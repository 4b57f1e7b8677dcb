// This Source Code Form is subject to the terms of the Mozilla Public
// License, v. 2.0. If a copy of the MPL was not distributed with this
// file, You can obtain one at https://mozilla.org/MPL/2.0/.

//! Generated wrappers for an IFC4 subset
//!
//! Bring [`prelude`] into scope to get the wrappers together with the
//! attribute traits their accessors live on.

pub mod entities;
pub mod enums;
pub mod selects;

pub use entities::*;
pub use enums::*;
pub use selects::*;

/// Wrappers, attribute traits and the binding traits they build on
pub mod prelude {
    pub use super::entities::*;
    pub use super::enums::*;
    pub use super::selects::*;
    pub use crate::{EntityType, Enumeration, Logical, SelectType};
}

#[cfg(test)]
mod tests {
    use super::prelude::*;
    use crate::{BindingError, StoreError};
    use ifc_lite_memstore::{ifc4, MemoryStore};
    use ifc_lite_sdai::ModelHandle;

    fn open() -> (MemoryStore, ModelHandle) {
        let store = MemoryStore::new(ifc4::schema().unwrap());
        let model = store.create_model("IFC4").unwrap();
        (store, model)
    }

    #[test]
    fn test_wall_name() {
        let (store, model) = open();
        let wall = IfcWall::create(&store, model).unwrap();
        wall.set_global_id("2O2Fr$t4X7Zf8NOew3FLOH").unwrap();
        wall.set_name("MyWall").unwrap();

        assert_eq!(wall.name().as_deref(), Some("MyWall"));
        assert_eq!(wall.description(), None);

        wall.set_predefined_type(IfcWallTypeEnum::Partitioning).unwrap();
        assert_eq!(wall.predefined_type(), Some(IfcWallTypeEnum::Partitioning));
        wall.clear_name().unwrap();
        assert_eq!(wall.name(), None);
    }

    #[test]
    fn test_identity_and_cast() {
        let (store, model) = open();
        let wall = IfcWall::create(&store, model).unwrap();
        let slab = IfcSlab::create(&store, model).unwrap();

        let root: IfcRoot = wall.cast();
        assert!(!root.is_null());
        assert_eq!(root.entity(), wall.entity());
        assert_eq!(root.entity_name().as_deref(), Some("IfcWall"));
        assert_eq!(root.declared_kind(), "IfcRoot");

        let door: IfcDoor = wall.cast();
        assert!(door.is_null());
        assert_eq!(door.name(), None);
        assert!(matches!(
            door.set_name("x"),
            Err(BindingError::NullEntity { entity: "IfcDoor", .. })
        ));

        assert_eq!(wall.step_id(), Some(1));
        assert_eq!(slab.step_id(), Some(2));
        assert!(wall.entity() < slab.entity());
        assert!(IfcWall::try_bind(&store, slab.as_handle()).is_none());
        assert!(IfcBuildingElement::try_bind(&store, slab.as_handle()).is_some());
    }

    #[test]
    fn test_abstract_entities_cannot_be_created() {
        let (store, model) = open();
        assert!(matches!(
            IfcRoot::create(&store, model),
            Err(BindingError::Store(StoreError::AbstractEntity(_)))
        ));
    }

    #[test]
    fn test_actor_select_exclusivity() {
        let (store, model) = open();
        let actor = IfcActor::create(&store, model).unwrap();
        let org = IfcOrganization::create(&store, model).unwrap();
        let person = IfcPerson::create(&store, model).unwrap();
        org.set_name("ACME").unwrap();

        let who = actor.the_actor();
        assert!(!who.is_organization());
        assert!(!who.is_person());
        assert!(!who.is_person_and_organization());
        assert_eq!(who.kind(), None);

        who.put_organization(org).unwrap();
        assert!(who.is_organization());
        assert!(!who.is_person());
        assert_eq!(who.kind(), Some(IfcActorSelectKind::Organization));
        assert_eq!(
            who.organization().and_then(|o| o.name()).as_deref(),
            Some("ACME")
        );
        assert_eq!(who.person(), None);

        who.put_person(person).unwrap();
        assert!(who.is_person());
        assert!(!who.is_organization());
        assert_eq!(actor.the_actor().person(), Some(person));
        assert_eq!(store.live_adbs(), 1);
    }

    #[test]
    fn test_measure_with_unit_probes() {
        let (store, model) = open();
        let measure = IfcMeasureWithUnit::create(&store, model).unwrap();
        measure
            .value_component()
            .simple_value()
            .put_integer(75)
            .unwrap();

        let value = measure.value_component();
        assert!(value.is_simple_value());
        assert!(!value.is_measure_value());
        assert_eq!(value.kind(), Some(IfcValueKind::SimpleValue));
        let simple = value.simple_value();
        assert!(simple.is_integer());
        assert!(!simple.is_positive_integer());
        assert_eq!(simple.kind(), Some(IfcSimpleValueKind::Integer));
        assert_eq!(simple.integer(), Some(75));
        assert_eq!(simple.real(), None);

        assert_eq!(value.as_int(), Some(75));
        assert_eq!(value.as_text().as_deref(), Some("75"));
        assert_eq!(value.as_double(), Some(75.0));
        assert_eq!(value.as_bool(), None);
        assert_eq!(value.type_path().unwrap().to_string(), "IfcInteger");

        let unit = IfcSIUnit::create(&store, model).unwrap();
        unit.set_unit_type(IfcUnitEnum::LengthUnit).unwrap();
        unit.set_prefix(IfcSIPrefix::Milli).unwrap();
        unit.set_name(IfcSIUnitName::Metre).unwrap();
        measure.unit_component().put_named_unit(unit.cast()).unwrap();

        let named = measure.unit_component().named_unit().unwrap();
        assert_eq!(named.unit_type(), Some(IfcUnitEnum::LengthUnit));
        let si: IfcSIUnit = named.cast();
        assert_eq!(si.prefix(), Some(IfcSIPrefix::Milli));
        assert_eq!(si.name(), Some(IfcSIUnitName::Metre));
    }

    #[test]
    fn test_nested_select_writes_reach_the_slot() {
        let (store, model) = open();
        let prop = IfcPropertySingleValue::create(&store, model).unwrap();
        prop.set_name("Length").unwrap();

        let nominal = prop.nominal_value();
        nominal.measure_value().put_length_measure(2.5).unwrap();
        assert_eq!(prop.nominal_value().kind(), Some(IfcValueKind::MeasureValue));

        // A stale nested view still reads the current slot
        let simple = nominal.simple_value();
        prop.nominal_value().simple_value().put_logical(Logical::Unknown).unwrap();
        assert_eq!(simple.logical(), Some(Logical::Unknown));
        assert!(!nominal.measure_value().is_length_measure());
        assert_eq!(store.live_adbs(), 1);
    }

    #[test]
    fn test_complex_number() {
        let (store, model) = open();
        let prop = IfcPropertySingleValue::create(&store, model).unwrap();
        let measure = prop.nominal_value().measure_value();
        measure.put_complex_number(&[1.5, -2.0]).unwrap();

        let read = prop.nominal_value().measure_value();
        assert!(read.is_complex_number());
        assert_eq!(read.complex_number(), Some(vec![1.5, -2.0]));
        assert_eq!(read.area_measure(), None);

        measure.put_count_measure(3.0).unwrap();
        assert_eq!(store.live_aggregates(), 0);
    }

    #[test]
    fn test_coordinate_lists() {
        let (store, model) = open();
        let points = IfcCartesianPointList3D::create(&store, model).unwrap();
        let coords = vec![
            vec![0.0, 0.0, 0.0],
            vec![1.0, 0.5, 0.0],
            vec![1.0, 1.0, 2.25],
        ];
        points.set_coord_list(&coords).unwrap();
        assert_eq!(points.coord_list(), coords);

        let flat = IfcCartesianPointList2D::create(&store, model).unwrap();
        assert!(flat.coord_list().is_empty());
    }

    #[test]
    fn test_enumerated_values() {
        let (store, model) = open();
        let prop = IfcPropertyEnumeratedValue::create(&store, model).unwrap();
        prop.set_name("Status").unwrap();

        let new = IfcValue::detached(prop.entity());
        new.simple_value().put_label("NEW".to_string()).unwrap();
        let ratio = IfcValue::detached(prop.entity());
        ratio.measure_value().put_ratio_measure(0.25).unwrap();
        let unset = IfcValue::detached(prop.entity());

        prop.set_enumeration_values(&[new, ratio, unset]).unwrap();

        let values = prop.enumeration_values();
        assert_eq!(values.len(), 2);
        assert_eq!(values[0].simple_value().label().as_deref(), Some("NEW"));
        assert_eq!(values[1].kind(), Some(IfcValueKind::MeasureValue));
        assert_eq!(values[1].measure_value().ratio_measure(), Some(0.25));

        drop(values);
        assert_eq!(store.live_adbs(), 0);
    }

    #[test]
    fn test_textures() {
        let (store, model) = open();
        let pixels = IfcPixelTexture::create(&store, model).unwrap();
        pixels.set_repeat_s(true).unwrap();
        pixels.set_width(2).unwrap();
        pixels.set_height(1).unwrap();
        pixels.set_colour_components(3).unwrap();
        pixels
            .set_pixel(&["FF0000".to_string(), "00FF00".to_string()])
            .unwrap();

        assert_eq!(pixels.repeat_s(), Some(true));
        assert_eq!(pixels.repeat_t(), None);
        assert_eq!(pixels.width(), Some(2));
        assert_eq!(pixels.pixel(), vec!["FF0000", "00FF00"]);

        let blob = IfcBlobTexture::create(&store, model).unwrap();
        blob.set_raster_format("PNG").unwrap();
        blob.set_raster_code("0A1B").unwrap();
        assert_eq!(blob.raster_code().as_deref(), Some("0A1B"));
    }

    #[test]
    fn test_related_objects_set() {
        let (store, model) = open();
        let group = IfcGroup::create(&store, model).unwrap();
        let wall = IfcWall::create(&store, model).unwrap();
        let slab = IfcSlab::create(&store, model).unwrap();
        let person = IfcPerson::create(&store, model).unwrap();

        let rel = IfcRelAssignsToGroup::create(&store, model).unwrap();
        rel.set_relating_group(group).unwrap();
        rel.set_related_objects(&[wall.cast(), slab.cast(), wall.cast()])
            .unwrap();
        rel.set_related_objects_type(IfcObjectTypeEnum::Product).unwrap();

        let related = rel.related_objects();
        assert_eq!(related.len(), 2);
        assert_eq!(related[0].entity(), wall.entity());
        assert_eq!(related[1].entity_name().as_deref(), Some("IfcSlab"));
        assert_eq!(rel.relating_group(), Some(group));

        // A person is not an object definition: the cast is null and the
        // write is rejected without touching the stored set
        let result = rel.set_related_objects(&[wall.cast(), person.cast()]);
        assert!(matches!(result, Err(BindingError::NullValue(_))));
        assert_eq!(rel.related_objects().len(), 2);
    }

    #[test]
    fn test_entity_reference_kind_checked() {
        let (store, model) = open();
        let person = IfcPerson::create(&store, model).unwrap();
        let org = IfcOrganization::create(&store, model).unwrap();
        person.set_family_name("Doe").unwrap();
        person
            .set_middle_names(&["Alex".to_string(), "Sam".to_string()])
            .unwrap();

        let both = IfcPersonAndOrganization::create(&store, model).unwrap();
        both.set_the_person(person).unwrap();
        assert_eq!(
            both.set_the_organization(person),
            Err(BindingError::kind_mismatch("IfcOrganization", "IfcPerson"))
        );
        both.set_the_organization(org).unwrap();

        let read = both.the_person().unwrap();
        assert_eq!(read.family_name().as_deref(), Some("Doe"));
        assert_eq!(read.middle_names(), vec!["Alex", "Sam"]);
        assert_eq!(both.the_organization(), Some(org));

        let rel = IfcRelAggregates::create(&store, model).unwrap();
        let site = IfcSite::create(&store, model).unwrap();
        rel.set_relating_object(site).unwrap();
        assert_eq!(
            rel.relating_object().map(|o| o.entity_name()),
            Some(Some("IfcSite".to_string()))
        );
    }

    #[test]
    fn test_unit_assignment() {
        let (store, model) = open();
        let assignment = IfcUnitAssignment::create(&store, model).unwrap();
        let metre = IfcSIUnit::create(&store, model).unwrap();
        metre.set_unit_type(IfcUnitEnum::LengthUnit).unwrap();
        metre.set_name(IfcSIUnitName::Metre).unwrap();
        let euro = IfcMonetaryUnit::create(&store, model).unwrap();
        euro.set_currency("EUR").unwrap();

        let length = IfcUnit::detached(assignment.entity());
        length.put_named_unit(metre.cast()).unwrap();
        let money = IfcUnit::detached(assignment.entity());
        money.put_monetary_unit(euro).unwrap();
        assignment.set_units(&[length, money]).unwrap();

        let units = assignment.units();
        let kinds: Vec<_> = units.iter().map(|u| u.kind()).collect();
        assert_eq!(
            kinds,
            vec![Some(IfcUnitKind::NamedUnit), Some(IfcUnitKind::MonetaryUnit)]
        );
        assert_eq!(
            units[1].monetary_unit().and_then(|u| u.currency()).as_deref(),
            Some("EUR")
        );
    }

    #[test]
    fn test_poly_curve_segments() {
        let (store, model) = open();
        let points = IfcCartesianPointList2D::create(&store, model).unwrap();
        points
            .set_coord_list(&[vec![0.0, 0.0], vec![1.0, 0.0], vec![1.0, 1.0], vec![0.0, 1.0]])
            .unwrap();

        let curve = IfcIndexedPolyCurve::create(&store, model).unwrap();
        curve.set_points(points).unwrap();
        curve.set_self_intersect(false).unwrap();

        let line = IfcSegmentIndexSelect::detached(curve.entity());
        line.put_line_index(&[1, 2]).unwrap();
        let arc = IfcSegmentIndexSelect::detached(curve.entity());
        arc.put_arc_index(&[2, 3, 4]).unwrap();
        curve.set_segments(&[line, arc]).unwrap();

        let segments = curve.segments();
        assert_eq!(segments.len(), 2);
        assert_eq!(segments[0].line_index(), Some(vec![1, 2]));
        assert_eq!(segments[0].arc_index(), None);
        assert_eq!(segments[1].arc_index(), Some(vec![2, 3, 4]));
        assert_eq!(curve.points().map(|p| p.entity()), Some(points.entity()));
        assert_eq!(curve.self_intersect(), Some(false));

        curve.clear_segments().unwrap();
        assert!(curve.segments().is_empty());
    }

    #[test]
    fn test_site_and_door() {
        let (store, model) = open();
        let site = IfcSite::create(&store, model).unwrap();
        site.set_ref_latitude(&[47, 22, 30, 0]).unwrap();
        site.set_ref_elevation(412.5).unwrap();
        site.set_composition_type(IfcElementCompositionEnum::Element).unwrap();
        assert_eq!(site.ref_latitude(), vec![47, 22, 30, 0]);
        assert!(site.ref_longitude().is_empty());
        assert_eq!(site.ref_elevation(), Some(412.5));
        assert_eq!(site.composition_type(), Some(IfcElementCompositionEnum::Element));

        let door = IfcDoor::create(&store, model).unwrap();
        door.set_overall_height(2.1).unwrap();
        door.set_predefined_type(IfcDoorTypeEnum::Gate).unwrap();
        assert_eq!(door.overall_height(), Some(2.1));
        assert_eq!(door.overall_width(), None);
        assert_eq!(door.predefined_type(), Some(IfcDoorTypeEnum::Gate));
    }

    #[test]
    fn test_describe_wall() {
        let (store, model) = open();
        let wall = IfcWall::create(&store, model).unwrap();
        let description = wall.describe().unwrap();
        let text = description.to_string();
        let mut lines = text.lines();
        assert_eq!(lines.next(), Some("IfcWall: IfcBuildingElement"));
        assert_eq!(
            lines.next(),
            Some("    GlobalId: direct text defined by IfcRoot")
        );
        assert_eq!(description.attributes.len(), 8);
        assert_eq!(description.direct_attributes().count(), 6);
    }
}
◆ ◆ ◆ ◆ ◆ ◆ ◆
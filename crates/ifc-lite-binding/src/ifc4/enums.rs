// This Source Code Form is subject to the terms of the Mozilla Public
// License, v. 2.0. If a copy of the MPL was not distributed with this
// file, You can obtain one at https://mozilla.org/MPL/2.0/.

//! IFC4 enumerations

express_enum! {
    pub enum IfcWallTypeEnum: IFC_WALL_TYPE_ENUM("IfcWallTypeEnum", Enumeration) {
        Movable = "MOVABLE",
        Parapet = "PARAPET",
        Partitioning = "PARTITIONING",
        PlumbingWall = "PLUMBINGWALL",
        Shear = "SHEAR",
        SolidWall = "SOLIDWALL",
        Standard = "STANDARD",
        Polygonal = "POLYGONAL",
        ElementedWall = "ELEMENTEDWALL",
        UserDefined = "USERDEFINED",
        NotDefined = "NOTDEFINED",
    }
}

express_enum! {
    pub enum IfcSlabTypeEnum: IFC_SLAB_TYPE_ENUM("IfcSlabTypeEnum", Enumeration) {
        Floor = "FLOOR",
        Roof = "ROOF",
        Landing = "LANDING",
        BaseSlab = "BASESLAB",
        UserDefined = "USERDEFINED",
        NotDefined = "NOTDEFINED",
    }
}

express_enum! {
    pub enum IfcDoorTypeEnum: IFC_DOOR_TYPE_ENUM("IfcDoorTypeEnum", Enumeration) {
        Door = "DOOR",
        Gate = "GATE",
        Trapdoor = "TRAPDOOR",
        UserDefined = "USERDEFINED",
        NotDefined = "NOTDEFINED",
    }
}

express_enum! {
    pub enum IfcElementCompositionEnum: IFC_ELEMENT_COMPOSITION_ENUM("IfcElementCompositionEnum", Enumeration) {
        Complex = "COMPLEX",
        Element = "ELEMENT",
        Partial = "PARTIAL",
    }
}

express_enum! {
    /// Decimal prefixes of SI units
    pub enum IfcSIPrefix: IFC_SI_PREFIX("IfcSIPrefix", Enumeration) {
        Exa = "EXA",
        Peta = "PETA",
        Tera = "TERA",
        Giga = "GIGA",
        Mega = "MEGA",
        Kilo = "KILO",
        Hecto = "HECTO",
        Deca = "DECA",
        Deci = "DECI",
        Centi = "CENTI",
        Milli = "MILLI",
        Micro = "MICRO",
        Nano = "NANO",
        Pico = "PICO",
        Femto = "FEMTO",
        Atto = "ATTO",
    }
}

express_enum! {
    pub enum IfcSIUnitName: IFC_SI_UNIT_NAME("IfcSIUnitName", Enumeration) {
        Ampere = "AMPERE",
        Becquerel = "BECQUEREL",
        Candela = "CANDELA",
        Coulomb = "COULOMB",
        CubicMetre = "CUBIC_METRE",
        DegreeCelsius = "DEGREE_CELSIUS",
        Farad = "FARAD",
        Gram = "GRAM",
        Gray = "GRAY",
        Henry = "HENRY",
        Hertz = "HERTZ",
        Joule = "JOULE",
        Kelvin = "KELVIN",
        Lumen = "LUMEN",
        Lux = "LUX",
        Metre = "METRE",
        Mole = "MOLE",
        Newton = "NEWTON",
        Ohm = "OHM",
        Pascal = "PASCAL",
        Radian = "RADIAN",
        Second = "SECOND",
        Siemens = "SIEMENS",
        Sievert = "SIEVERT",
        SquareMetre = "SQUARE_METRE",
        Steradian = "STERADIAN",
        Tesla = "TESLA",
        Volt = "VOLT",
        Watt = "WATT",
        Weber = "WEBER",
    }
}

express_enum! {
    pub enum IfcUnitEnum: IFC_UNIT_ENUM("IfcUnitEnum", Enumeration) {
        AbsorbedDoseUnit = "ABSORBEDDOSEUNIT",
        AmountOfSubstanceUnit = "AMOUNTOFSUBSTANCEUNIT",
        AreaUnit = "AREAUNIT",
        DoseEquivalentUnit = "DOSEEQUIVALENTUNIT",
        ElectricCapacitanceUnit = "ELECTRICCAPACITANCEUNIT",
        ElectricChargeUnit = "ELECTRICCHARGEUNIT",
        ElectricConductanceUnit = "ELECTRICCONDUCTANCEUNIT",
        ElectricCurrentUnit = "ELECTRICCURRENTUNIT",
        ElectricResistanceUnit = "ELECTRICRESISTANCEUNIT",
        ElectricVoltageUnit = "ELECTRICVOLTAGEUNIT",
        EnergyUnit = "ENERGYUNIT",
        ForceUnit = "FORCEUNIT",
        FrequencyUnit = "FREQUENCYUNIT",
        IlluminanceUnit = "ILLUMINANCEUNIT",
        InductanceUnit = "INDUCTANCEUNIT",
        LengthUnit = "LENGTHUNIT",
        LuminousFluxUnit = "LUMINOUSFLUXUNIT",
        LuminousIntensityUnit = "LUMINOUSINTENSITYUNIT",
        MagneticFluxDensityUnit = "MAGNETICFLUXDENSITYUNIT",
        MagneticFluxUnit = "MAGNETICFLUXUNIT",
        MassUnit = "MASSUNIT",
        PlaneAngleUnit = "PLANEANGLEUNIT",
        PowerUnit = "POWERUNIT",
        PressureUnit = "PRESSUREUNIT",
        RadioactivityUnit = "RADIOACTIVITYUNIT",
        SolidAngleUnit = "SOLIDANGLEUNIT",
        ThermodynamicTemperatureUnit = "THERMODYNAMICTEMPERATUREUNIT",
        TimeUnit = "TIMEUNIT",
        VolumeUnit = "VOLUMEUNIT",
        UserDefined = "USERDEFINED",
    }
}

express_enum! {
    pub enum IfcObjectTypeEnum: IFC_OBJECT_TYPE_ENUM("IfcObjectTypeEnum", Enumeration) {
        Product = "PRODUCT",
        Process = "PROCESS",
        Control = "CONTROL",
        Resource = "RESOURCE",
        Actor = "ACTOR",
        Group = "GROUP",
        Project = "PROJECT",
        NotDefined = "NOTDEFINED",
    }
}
◆ ◆ ◆ ◆ ◆ ◆ ◆
Work request — Your answer should reproduce each line of the listing that holds the word "IfcObjectTypeEnum".

Response area —
        rel.set_related_objects_type(IfcObjectTypeEnum::Product).unwrap();
    pub enum IfcObjectTypeEnum: IFC_OBJECT_TYPE_ENUM("IfcObjectTypeEnum", Enumeration) {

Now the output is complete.